Analyse technique : La couche d'accès du web ouvert construite par Particle Network
Prenons l'exemple de Particle Network pour analyser en détail les problèmes actuels d'expérience utilisateur dans les produits Web3, ainsi que la manière de concevoir une solution technique globale et ciblée.
Rédaction : Wuyue, Geek Web3
Introduction : Bien que les portefeuilles AA aient considérablement abaissé la barrière d'entrée pour les utilisateurs, en permettant initialement le paiement de frais de gaz par un tiers et une connexion similaire à celle des comptes Web2, des conceptions liées à l'adoption massive — telles que la connexion privée, les transactions privées, un compte AA unique sur toutes les chaînes, ou encore une architecture dédiée aux intentions (intents) — restent à construire au-delà du simple cadre AA.
Nous observons déjà de nombreuses solutions d'optimisation UX, comme les portefeuilles MPC tels que ZenGo, ou des portefeuilles intelligents comme Argent, qui réduisent efficacement la complexité pour l'utilisateur. Toutefois, elles ne résolvent qu'une partie des problèmes mentionnés ci-dessus, sans couvrir intégralement tous les aspects d'ergonomie produit.
Il est clair que la plupart des portefeuilles AA actuels ou produits similaires ne sont pas encore prêts à soutenir une adoption massive de Web3. D’un autre côté, du point de vue de l’écosystème, l’aspect développeur est crucial : un produit attrayant uniquement pour les utilisateurs finaux mais ayant peu d’impact auprès des développeurs peine à atteindre l’échelle. L’émergence croissante de solutions visant à améliorer l’expérience des développeurs montre bien l’importance stratégique de ce segment pour l’écosystème.

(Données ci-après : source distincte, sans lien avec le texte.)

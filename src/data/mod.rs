//! Data module - CSV loading, dataset access and validation

mod dataset;
mod loader;
mod validator;

pub use dataset::{is_numeric_dtype, Dataset};
pub use loader::{read_data, LoadError};
pub use validator::{validate, ValidationError};
//! Charts module - Chart descriptions and rendering

mod plotter;
mod renderer;

pub use plotter::{
    BarChart, BoxChart, ChartError, ChartPlotter, ChartSurface, AVERAGE_CHART_TITLE,
    DISTRIBUTION_CHART_TITLE,
};
pub use renderer::{PngSurface, BAR_CHART_FILE, BOX_CHART_FILE};
//! Wealth Insight - statistics and charts for the wealthiest people dataset
//!
//! Reads the dataset, prints sample rows, descriptive statistics and the
//! average net worth per industry, and optionally renders charts.

use anyhow::Result;
use clap::Parser;
use std::io;
use wealth_insight::cli::{self, Cli};

fn main() -> Result<()> {
    let cli = Cli::parse();

    env_logger::Builder::new()
        .filter_level(cli.log_level())
        .parse_default_env()
        .init();

    let stdout = io::stdout();
    let mut out = stdout.lock();
    cli::run(&cli, &mut out)
}
//! Console and JSON rendering of analysis results.

use crate::data::Dataset;
use crate::stats::{AnalysisError, IndustryAverages, Shape, Summary, WealthAnalyzer};
use comfy_table::modifiers::UTF8_ROUND_CORNERS;
use comfy_table::presets::UTF8_FULL_CONDENSED;
use comfy_table::{Attribute, Cell, CellAlignment, Color, ContentArrangement, Table};
use serde::Serialize;
use std::io::{self, Write};

/// Everything the JSON output carries, computed up front.
#[derive(Debug, Clone, Serialize)]
pub struct Report {
    pub source: Option<String>,
    pub rows: usize,
    pub columns: Vec<String>,
    pub sample: Vec<Vec<String>>,
    pub describe: Vec<Summary>,
    pub industry_average: IndustryAverages,
    pub net_worth_shape: Shape,
}

impl Report {
    /// Run every aggregate; the first failure aborts the report.
    pub fn build(
        dataset: &Dataset,
        analyzer: &WealthAnalyzer,
        head: usize,
    ) -> Result<Self, AnalysisError> {
        Ok(Self {
            source: dataset.source().map(|p| p.display().to_string()),
            rows: dataset.height(),
            columns: dataset.column_names(),
            sample: dataset.head_rows(head),
            describe: analyzer.describe(dataset)?,
            industry_average: analyzer.industry_average(dataset)?,
            net_worth_shape: analyzer.skewness_kurtosis(dataset)?,
        })
    }

    pub fn write_json(&self, out: &mut dyn Write) -> io::Result<()> {
        serde_json::to_writer_pretty(&mut *out, self)?;
        writeln!(out)
    }
}

/// Section writers for the table output, in print order.
pub fn write_sample(
    out: &mut dyn Write,
    columns: &[String],
    rows: &[Vec<String>],
) -> io::Result<()> {
    writeln!(out, "Sample Data:")?;
    writeln!(out, "{}", sample_table(columns, rows))
}

pub fn write_describe(out: &mut dyn Write, summaries: &[Summary]) -> io::Result<()> {
    writeln!(out)?;
    writeln!(out, "Descriptive statistics:")?;
    writeln!(out, "{}", describe_table(summaries))
}

pub fn write_industry_average(
    out: &mut dyn Write,
    averages: &IndustryAverages,
    net_worth_column: &str,
) -> io::Result<()> {
    writeln!(out)?;
    writeln!(out, "Average Net Worth by Industry:")?;
    writeln!(out, "{}", industry_table(averages, net_worth_column))
}

pub fn write_shape(out: &mut dyn Write, shape: &Shape) -> io::Result<()> {
    writeln!(out)?;
    writeln!(
        out,
        "Skewness: {}  Kurtosis: {}",
        format_value(shape.skewness),
        format_value(shape.kurtosis)
    )
}

fn apply_table_style(table: &mut Table) {
    table
        .load_preset(UTF8_FULL_CONDENSED)
        .apply_modifier(UTF8_ROUND_CORNERS)
        .set_content_arrangement(ContentArrangement::Dynamic);
}

fn header_cell(label: &str) -> Cell {
    Cell::new(label)
        .fg(Color::Cyan)
        .add_attribute(Attribute::Bold)
}

fn align_numeric_columns(table: &mut Table, from: usize) {
    for index in from..table.column_count() {
        if let Some(column) = table.column_mut(index) {
            column.set_cell_alignment(CellAlignment::Right);
        }
    }
}

/// Six decimals like a dataframe describe; NaN shown as `NaN`.
pub fn format_value(value: f64) -> String {
    if value.is_nan() {
        "NaN".to_string()
    } else {
        format!("{value:.6}")
    }
}

pub fn sample_table(columns: &[String], rows: &[Vec<String>]) -> Table {
    let mut table = Table::new();
    let mut header = vec![header_cell("")];
    header.extend(columns.iter().map(|c| header_cell(c)));
    table.set_header(header);
    apply_table_style(&mut table);
    for (i, row) in rows.iter().enumerate() {
        let mut cells = vec![Cell::new(i).fg(Color::DarkGrey)];
        cells.extend(row.iter().map(Cell::new));
        table.add_row(cells);
    }
    table
}

/// Statistic names down the side, one column per numeric column.
pub fn describe_table(summaries: &[Summary]) -> Table {
    let mut table = Table::new();
    let mut header = vec![header_cell("")];
    header.extend(summaries.iter().map(|s| header_cell(&s.column)));
    table.set_header(header);
    apply_table_style(&mut table);

    let rows: Vec<_> = summaries.iter().map(Summary::rows).collect();
    for stat in 0..8 {
        let label = rows.first().map(|r| r[stat].0).unwrap_or_default();
        let mut cells = vec![Cell::new(label).add_attribute(Attribute::Bold)];
        cells.extend(rows.iter().map(|r| Cell::new(format_value(r[stat].1))));
        table.add_row(cells);
    }
    align_numeric_columns(&mut table, 1);
    table
}

pub fn industry_table(averages: &IndustryAverages, net_worth_column: &str) -> Table {
    let mut table = Table::new();
    table.set_header(vec![header_cell("Industry"), header_cell(net_worth_column)]);
    apply_table_style(&mut table);
    for avg in averages.iter() {
        table.add_row(vec![Cell::new(&avg.industry), Cell::new(format_value(avg.mean))]);
    }
    align_numeric_columns(&mut table, 1);
    table
}
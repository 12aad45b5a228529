//! Per-node execution state.
//!
//! Each node of the pipeline gets a `NodeExecutionState` entry in the
//! snapshot's state map, created lazily by the fold engine the first time an
//! event references the node. Each named output slot on a node gets its own
//! `OutputState` with independent streaming status.

use crate::stats::ExecutionStats;
use chrono::{DateTime, Utc};
use indexmap::IndexMap;
use serde::{Deserialize, Serialize};
use serde_json::Value;

/// Lifecycle of a single named output slot on a node.
#[derive(Debug, Clone, Copy, PartialEq, Eq, Serialize, Deserialize)]
#[serde(rename_all = "lowercase")]
pub enum OutputStateStatus {
    Pending,
    Running,
    Finished,
    Cancelled,
}

/// State of one named output slot.
#[derive(Debug, Clone, PartialEq, Serialize, Deserialize)]
pub struct OutputState {
    pub status: OutputStateStatus,
    /// Arbitrary value; string outputs are built incrementally via append
    /// events.
    #[serde(default, skip_serializing_if = "Option::is_none")]
    pub value: Option<Value>,
}

impl OutputState {
    /// Default state for an output slot seen for the first time.
    pub fn pending() -> Self {
        Self {
            status: OutputStateStatus::Pending,
            value: None,
        }
    }
}

/// Lifecycle of a node execution.
///
/// `pending → {starting | retry} → running → {finished | error | cancelled}`;
/// `retry` loops back to `starting`.
#[derive(Debug, Clone, Copy, PartialEq, Eq, Serialize, Deserialize)]
#[serde(rename_all = "lowercase")]
pub enum NodeExecutionStatus {
    // Waiting.
    Pending,
    Retry,

    // Starting.
    Starting,

    // Started.
    Running,

    // Ended.
    Finished,
    Cancelled,
    Error,
}

/// Execution state of a single pipeline node.
#[derive(Debug, Clone, PartialEq, Serialize, Deserialize)]
#[serde(rename_all = "camelCase")]
pub struct NodeExecutionState {
    pub status: NodeExecutionStatus,
    #[serde(default, skip_serializing_if = "Option::is_none")]
    pub inputs: Option<IndexMap<String, Value>>,
    #[serde(default, skip_serializing_if = "IndexMap::is_empty")]
    pub outputs: IndexMap<String, OutputState>,
    pub updated_at: DateTime<Utc>,
    #[serde(default, skip_serializing_if = "Option::is_none")]
    pub errors: Option<Vec<Value>>,
    #[serde(default, skip_serializing_if = "Option::is_none")]
    pub message: Option<String>,
    pub retries: u32,
    #[serde(default, skip_serializing_if = "Option::is_none")]
    pub stats: Option<ExecutionStats>,
    #[serde(default, skip_serializing_if = "Option::is_none")]
    pub fail_branch: Option<bool>,
}

impl NodeExecutionState {
    fn seed(status: NodeExecutionStatus, at: DateTime<Utc>) -> Self {
        Self {
            status,
            inputs: None,
            outputs: IndexMap::new(),
            updated_at: at,
            errors: None,
            message: None,
            retries: 1,
            stats: None,
            fail_branch: None,
        }
    }

    /// Default state synthesized by a node-level event for an unseen node.
    pub fn seed_pending(at: DateTime<Utc>) -> Self {
        Self::seed(NodeExecutionStatus::Pending, at)
    }

    /// Default state synthesized by a node-output event for an unseen node.
    ///
    /// Deliberately diverges from [`Self::seed_pending`]: an output event
    /// implies the node is already producing.
    pub fn seed_running(at: DateTime<Utc>) -> Self {
        Self::seed(NodeExecutionStatus::Running, at)
    }

    /// Waiting to be scheduled.
    pub fn is_waiting(&self) -> bool {
        self.status == NodeExecutionStatus::Pending
    }

    /// Scheduled for execution.
    pub fn is_starting(&self) -> bool {
        matches!(
            self.status,
            NodeExecutionStatus::Starting | NodeExecutionStatus::Retry
        )
    }

    /// Execution started.
    pub fn is_started(&self) -> bool {
        self.status == NodeExecutionStatus::Running
    }

    /// Execution ended, successfully or not.
    pub fn is_ended(&self) -> bool {
        matches!(
            self.status,
            NodeExecutionStatus::Finished
                | NodeExecutionStatus::Error
                | NodeExecutionStatus::Cancelled
        )
    }

    pub fn is_failed(&self) -> bool {
        matches!(
            self.status,
            NodeExecutionStatus::Error | NodeExecutionStatus::Cancelled
        )
    }

    pub fn is_succeeded(&self) -> bool {
        self.status == NodeExecutionStatus::Finished
    }
}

Nous prendrons ici l'exemple de Particle Network afin d’analyser en détail les lacunes actuelles des produits Web3 en matière d’expérience utilisateur, ainsi que la manière de concevoir une solution technique globale adaptée. Une telle approche intégrée pourrait bien être la condition nécessaire à une adoption massive. Par ailleurs, la stratégie commerciale BtoBtoC de Particle constitue également un modèle que de nombreux projets devraient étudier et s’approprier.
Analyse complète de l’architecture produit de Particle
Particle Network adopte une approche centrée sur la réduction des barrières d’utilisation, selon une logique B2B2C pour le développement produit et écosystémique, proposant ainsi une solution complète destinée à l’adoption massive de Web3. Son architecture repose sur trois modules principaux :

zkWaaS, un service Wallet-as-a-Service basé sur les preuves à divulgation nulle (ZK). Grâce à un SDK fourni par Particle, les développeurs peuvent rapidement intégrer un module de portefeuille intelligent dans leurs dApp. Ce portefeuille, basé sur l’abstraction de compte (account abstraction), est sans clé (keyless) et sous forme de contrat intelligent. Il permet non seulement des scénarios basiques d’AA comme le paiement de frais par un tiers, mais aussi une connexion privée via OAuth façon Web2, ainsi que des fonctionnalités de transaction privée.
Particle Chain —— une solution d’abstraction de compte omnichaîne (Omnichain Account Abstraction), conçue pour résoudre les problèmes liés au déploiement, à la maintenance et à l'appel de portefeuilles intelligents à travers plusieurs chaînes. Elle inclut également un jeton de gaz universel (Unified Gas Token), destiné à simplifier l'utilisation de différents jetons de gaz sur plusieurs chaînes.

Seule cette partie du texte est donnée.